17 January 2006
the great game
As someone rather nearer the Pakistani-Afghan border than most reading this post, it strikes me that the senator's comment below rings about the same as many comments in various Rudyard Kipling novels and their various filmic spin-offs. The arrogance and, to go back to an earlier post by sam, unbelievable blindness to history, not to mention disregard of oh, um, numbers and oh, well, facts is amazing to me.

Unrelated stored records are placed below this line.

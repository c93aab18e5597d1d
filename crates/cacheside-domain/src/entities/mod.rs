//! Domain entities

pub mod entity;
pub mod user;

pub use entity::{Entity, FromCreate};
pub use user::{CreateUserDto, UpdateUserDto, User};
//! Redis cache provider
//!
//! Snapshots and stampede locks live in one Redis shared by every process
//! of the deployment, so a lock taken here excludes loaders everywhere.
//! Entries expire through Redis TTLs; locks are taken with `SET NX EX` and
//! released with a Lua compare-and-delete.
//!
//! ## Example
//!
//! ```ignore
//! use cacheside_providers::cache::RedisCacheProvider;
//!
//! let provider = RedisCacheProvider::new("redis://localhost:6379")?;
//! ```

use crate::constants::{REDIS_DEFAULT_URI, REDIS_RELEASE_SCRIPT};
use async_trait::async_trait;
use cacheside_domain::error::{Error, Result};
use cacheside_domain::ports::providers::cache::{CacheEntryConfig, CacheProvider, CacheStats};
use redis::{AsyncCommands, Client, Script, aio::ConnectionManager};
use std::sync::{Arc, RwLock};
use tokio::sync::OnceCell;

/// Redis cache provider
#[derive(Clone)]
pub struct RedisCacheProvider {
    client: Client,
    connection: Arc<OnceCell<ConnectionManager>>,
    release_script: Script,
    stats: Arc<RwLock<CacheStats>>,
}

impl RedisCacheProvider {
    /// Open a client for `connection_string` (`redis://host:port/db`)
    ///
    /// No connection is made until the first command.
    pub fn new(connection_string: &str) -> Result<Self> {
        let client = Client::open(connection_string)
            .map_err(|e| Error::cache_with_source("Failed to create Redis client", e))?;

        Ok(Self {
            client,
            connection: Arc::new(OnceCell::new()),
            release_script: Script::new(REDIS_RELEASE_SCRIPT),
            stats: Arc::new(RwLock::new(CacheStats::new())),
        })
    }

    /// Client for `redis://{host}:{port}`
    pub fn with_host_port(host: &str, port: u16) -> Result<Self> {
        Self::new(&format!("redis://{host}:{port}"))
    }

    /// Handle to the connection shared by all clones of this provider
    ///
    /// The manager is built on first use and reconnects on its own. A failed
    /// first connect leaves the cell empty so the next command tries again.
    async fn get_connection(&self) -> Result<ConnectionManager> {
        let manager = self
            .connection
            .get_or_try_init(|| ConnectionManager::new(self.client.clone()))
            .await
            .map_err(|e| Error::cache_with_source("Failed to get Redis connection", e))?;
        Ok(manager.clone())
    }

    fn record(&self, hit: bool) {
        if let Ok(mut stats) = self.stats.write() {
            if hit {
                stats.record_hit();
            } else {
                stats.record_miss();
            }
        }
    }

    /// TTL in whole seconds, at least one
    fn ttl_secs(config: &CacheEntryConfig) -> u64 {
        config.effective_ttl().as_secs().max(1)
    }
}

#[async_trait]
impl CacheProvider for RedisCacheProvider {
    async fn get_json(&self, key: &str) -> Result<Option<String>> {
        let mut conn = self.get_connection().await?;

        let value: Option<String> = conn
            .get(key)
            .await
            .map_err(|e| Error::cache_with_source(format!("Redis GET failed for {key}"), e))?;
        self.record(value.is_some());
        Ok(value)
    }

    async fn set_json(&self, key: &str, value: &str, config: CacheEntryConfig) -> Result<()> {
        let mut conn = self.get_connection().await?;

        let (): () = conn
            .set_ex(key, value, Self::ttl_secs(&config))
            .await
            .map_err(|e| Error::cache_with_source(format!("Redis SET failed for {key}"), e))?;
        Ok(())
    }

    async fn set_if_absent(
        &self,
        key: &str,
        value: &str,
        config: CacheEntryConfig,
    ) -> Result<bool> {
        let mut conn = self.get_connection().await?;

        // SET replies OK when written and nil when NX found the key
        let reply: Option<String> = redis::cmd("SET")
            .arg(key)
            .arg(value)
            .arg("NX")
            .arg("EX")
            .arg(Self::ttl_secs(&config))
            .query_async(&mut conn)
            .await
            .map_err(|e| Error::cache_with_source(format!("Redis SET NX failed for {key}"), e))?;
        Ok(reply.is_some())
    }

    async fn delete(&self, key: &str) -> Result<bool> {
        let mut conn = self.get_connection().await?;

        let count: i64 = conn
            .del(key)
            .await
            .map_err(|e| Error::cache_with_source(format!("Redis DEL failed for {key}"), e))?;
        Ok(count > 0)
    }

    async fn delete_if_equals(&self, key: &str, expected: &str) -> Result<bool> {
        let mut conn = self.get_connection().await?;

        let removed: i64 = self
            .release_script
            .key(key)
            .arg(expected)
            .invoke_async(&mut conn)
            .await
            .map_err(|e| {
                Error::cache_with_source(format!("Redis compare-and-delete failed for {key}"), e)
            })?;
        Ok(removed > 0)
    }

    async fn exists(&self, key: &str) -> Result<bool> {
        let mut conn = self.get_connection().await?;

        let count: i64 = conn
            .exists(key)
            .await
            .map_err(|e| Error::cache_with_source(format!("Redis EXISTS failed for {key}"), e))?;
        Ok(count > 0)
    }

    async fn clear(&self) -> Result<()> {
        let mut conn = self.get_connection().await?;

        redis::cmd("FLUSHDB")
            .query_async(&mut conn)
            .await
            .map_err(|e| Error::cache_with_source("Redis FLUSHDB failed", e))
    }

    async fn stats(&self) -> Result<CacheStats> {
        let mut conn = self.get_connection().await?;

        let dbsize: redis::RedisResult<u64> = redis::cmd("DBSIZE").query_async(&mut conn).await;

        let mut stats = self
            .stats
            .read()
            .map_err(|_| Error::cache("Failed to read cache stats"))?
            .clone();
        stats.entries = dbsize.unwrap_or(0);
        Ok(stats)
    }

    async fn size(&self) -> Result<usize> {
        let mut conn = self.get_connection().await?;

        redis::cmd("DBSIZE")
            .query_async(&mut conn)
            .await
            .map_err(|e| Error::cache_with_source("Redis DBSIZE failed", e))
    }

    fn provider_name(&self) -> &str {
        "redis"
    }
}

impl std::fmt::Debug for RedisCacheProvider {
    fn fmt(&self, f: &mut std::fmt::Formatter<'_>) -> std::fmt::Result {
        f.debug_struct("RedisCacheProvider").finish_non_exhaustive()
    }
}

// ============================================================================
// Auto-registration via linkme distributed slice
// ============================================================================

use cacheside_application::ports::registry::{
    CACHE_PROVIDERS, CacheProviderConfig, CacheProviderEntry,
};

/// Factory function for creating Redis cache provider instances.
fn redis_cache_factory(
    config: &CacheProviderConfig,
) -> std::result::Result<Arc<dyn CacheProvider>, String> {
    let uri = config.uri.as_deref().unwrap_or(REDIS_DEFAULT_URI);

    let provider =
        RedisCacheProvider::new(uri).map_err(|e| format!("Failed to create Redis provider: {e}"))?;

    Ok(Arc::new(provider))
}

#[linkme::distributed_slice(CACHE_PROVIDERS)]
static REDIS_PROVIDER: CacheProviderEntry = CacheProviderEntry {
    name: "redis",
    description: "Redis distributed cache, locks span processes",
    factory: redis_cache_factory,
};
//! Configuration types module

pub mod app;
pub mod cache;
pub mod lock;
pub mod logging;
pub mod store;

pub use app::AppConfig;
pub use cache::CacheConfig;
pub use lock::LockConfig;
pub use logging::LoggingConfig;
pub use store::StoreConfig;
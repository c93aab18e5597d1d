//! Key namespacing for shared cache backends
//!
//! Several deployments can share one Redis by giving each a namespace.
//! [`NamespacedCache`] prefixes every key with `"{namespace}:"` before it
//! reaches the backend, so snapshots and locks both stay apart.

use std::fmt;
use std::sync::Arc;

use async_trait::async_trait;
use cacheside_domain::error::Result;
use cacheside_domain::ports::providers::cache::{CacheEntryConfig, CacheProvider, CacheStats};

/// Cache provider decorator that prefixes keys with a namespace
pub struct NamespacedCache {
    inner: Arc<dyn CacheProvider>,
    namespace: String,
}

impl NamespacedCache {
    /// Wrap `inner`, prefixing every key with `namespace`
    pub fn new(inner: Arc<dyn CacheProvider>, namespace: impl Into<String>) -> Self {
        Self {
            inner,
            namespace: namespace.into(),
        }
    }

    /// Namespace in use
    pub fn namespace(&self) -> &str {
        &self.namespace
    }

    fn namespaced_key(&self, key: &str) -> String {
        format!("{}:{key}", self.namespace)
    }
}

impl fmt::Debug for NamespacedCache {
    fn fmt(&self, f: &mut fmt::Formatter<'_>) -> fmt::Result {
        f.debug_struct("NamespacedCache")
            .field("namespace", &self.namespace)
            .field("inner", &self.inner.provider_name())
            .finish()
    }
}

#[async_trait]
impl CacheProvider for NamespacedCache {
    async fn get_json(&self, key: &str) -> Result<Option<String>> {
        self.inner.get_json(&self.namespaced_key(key)).await
    }

    async fn set_json(&self, key: &str, value: &str, config: CacheEntryConfig) -> Result<()> {
        self.inner
            .set_json(&self.namespaced_key(key), value, config)
            .await
    }

    async fn set_if_absent(&self, key: &str, value: &str, config: CacheEntryConfig) -> Result<bool> {
        self.inner
            .set_if_absent(&self.namespaced_key(key), value, config)
            .await
    }

    async fn delete(&self, key: &str) -> Result<bool> {
        self.inner.delete(&self.namespaced_key(key)).await
    }

    async fn delete_if_equals(&self, key: &str, expected: &str) -> Result<bool> {
        self.inner
            .delete_if_equals(&self.namespaced_key(key), expected)
            .await
    }

    async fn exists(&self, key: &str) -> Result<bool> {
        self.inner.exists(&self.namespaced_key(key)).await
    }

    // Bulk operations and counters span the whole backend
    async fn clear(&self) -> Result<()> {
        self.inner.clear().await
    }

    async fn stats(&self) -> Result<CacheStats> {
        self.inner.stats().await
    }

    async fn size(&self) -> Result<usize> {
        self.inner.size().await
    }

    fn provider_name(&self) -> &str {
        self.inner.provider_name()
    }
}
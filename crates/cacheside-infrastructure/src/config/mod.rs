//! Configuration management
//!
//! Layered loading (defaults, TOML file, environment) and validation of the
//! [`AppConfig`] that drives the service bootstrap.

pub mod loader;
pub mod types;

pub use loader::{ConfigBuilder, ConfigLoader};
pub use types::{AppConfig, CacheConfig, LockConfig, LoggingConfig, StoreConfig};
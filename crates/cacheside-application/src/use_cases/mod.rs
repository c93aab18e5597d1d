//! Use Cases
//!
//! Application services orchestrating repositories, caches and locks.

pub mod entity_access_service;
pub mod transaction;

pub use entity_access_service::{AccessPolicy, EntityAccessService};
pub use transaction::run_in_transaction;
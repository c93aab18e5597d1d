//! Infrastructure constants

// ============================================================================
// Configuration
// ============================================================================

/// Default configuration file name
pub const DEFAULT_CONFIG_FILENAME: &str = "cacheside.toml";

/// Directory searched under the working and user config directories
pub const DEFAULT_CONFIG_DIR: &str = "cacheside";

/// Prefix of configuration environment variables (`CACHESIDE_CACHE__PROVIDER`)
pub const CONFIG_ENV_PREFIX: &str = "CACHESIDE";

/// Separator between nested keys in environment variable names
pub const CONFIG_ENV_SEPARATOR: &str = "__";

// ============================================================================
// Logging
// ============================================================================

/// Environment variable holding a tracing filter that overrides the configured level
pub const LOG_ENV_VAR: &str = "CACHESIDE_LOG";

/// Default log level
pub const DEFAULT_LOG_LEVEL: &str = "info";

/// File stem used when the configured log path has none
pub const DEFAULT_LOG_FILE_STEM: &str = "cacheside";

// ============================================================================
// Providers
// ============================================================================

/// Default cache provider
pub const DEFAULT_CACHE_PROVIDER: &str = "moka";

/// Default store provider
pub const DEFAULT_STORE_PROVIDER: &str = "memory";

/// Store provider that needs a connection URI
pub const MONGO_STORE_PROVIDER: &str = "mongo";
//! Cache Provider Registry
//!
//! Cache backends add an entry to [`CACHE_PROVIDERS`] from the providers
//! crate; the bootstrap picks one by its configured name.

use std::collections::HashMap;
use std::sync::Arc;

use cacheside_domain::ports::providers::cache::CacheProvider;

/// Settings handed to a cache factory
///
/// Each backend reads the fields it understands.
#[derive(Debug, Clone, Default)]
pub struct CacheProviderConfig {
    /// Provider name (e.g., "moka", "redis", "null")
    pub provider: String,
    /// Connection URI (for distributed caches)
    pub uri: Option<String>,
    /// Maximum number of entries (for in-process caches)
    pub max_capacity: Option<u64>,
    /// Additional provider-specific configuration
    pub extra: HashMap<String, String>,
}

impl CacheProviderConfig {
    /// Create a new config with the given provider name
    pub fn new(provider: impl Into<String>) -> Self {
        Self {
            provider: provider.into(),
            ..Default::default()
        }
    }

    /// Set the URI
    #[must_use]
    pub fn with_uri(mut self, uri: impl Into<String>) -> Self {
        self.uri = Some(uri.into());
        self
    }

    /// Set the max capacity
    #[must_use]
    pub fn with_max_capacity(mut self, max_capacity: u64) -> Self {
        self.max_capacity = Some(max_capacity);
        self
    }

    /// Add extra configuration
    #[must_use]
    pub fn with_extra(mut self, key: impl Into<String>, value: impl Into<String>) -> Self {
        self.extra.insert(key.into(), value.into());
        self
    }
}

/// One registered cache backend
pub struct CacheProviderEntry {
    /// Unique provider name (e.g., "moka", "redis", "null")
    pub name: &'static str,
    /// Human-readable description
    pub description: &'static str,
    /// Factory function to create provider instance
    pub factory: fn(&CacheProviderConfig) -> Result<Arc<dyn CacheProvider>, String>,
}

#[linkme::distributed_slice]
pub static CACHE_PROVIDERS: [CacheProviderEntry] = [..];

/// Build the cache backend named by `config.provider`
///
/// Fails with the list of registered names when the name is unknown, or
/// with the factory's message when construction fails.
pub fn resolve_cache_provider(
    config: &CacheProviderConfig,
) -> Result<Arc<dyn CacheProvider>, String> {
    let provider_name = &config.provider;

    for entry in CACHE_PROVIDERS {
        if entry.name == provider_name {
            return (entry.factory)(config);
        }
    }

    let available: Vec<&str> = CACHE_PROVIDERS.iter().map(|e| e.name).collect();
    Err(format!(
        "Unknown cache provider '{provider_name}'. Available providers: {available:?}"
    ))
}

/// List all registered cache providers as (name, description) pairs
pub fn list_cache_providers() -> Vec<(&'static str, &'static str)> {
    CACHE_PROVIDERS
        .iter()
        .map(|e| (e.name, e.description))
        .collect()
}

It's not as if someone doesn't know what's going on in Afghanistan or Pakistan, it's that we don't have people who speak the language on the ground, and we purposely blinder ourselves to thinking through anything that might be difficult. it's easy to say that the Afghan-Pakistani border has been a fought-over, chaotic region for millennia, that it appears to be the wild west, but it's much more difficult to actually sit back and figure out what kinds of order have been imposed there over these same millennia, to ask about tribal affiliations, regional shifts, politics, and actually recognize that as we see in Deadwood, the wild west was in many respects anything but wild, controlled by smart, entrepreneurial men (and women) who would do just about anything to maintain their independence in the face of governmental/outside control. Sigh. And maybe we should read our colonial history, or hey, even our colonial fiction, just to get a better sense for what we're in here and how not to do it. Just a thought.